### What is required:
Would you output all the data exactly as it stands?

### Data to process:
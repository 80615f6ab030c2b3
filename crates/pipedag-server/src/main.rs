//! Pipedag server binary.

use anyhow::Context;
use pipedag_server::{ServerArgs, ServerConfig};
use tracing_subscriber::EnvFilter;

#[tokio::main]
async fn main() -> anyhow::Result<()> {
    // Example: RUST_LOG=pipedag=debug,tower_http=debug pipedag-server
    tracing_subscriber::fmt()
        .with_env_filter(EnvFilter::try_from_default_env().unwrap_or_else(|_| {
            EnvFilter::new("pipedag=info,pipedag_server=info,tower_http=info")
        }))
        .with_writer(std::io::stderr)
        .init();

    let args = ServerArgs::parse_args();
    let config = ServerConfig::load(&args).context("Invalid server configuration")?;

    tracing::info!("Starting pipedag-server");

    pipedag_server::serve(config).await?;

    Ok(())
}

### Answer:
repository 80615f6ab030c2b3
filename crates/pipedag-server/src/main.rs
//! Pipedag server binary.

use anyhow::Context;
use pipedag_server::{ServerArgs, ServerConfig};
use tracing_subscriber::EnvFilter;

#[tokio::main]
async fn main() -> anyhow::Result<()> {
    // Example: RUST_LOG=pipedag=debug,tower_http=debug pipedag-server
    tracing_subscriber::fmt()
        .with_env_filter(EnvFilter::try_from_default_env().unwrap_or_else(|_| {
            EnvFilter::new("pipedag=info,pipedag_server=info,tower_http=info")
        }))
        .with_writer(std::io::stderr)
        .init();

    let args = ServerArgs::parse_args();
    let config = ServerConfig::load(&args).context("Invalid server configuration")?;

    tracing::info!("Starting pipedag-server");

    pipedag_server::serve(config).await?;

    Ok(())
}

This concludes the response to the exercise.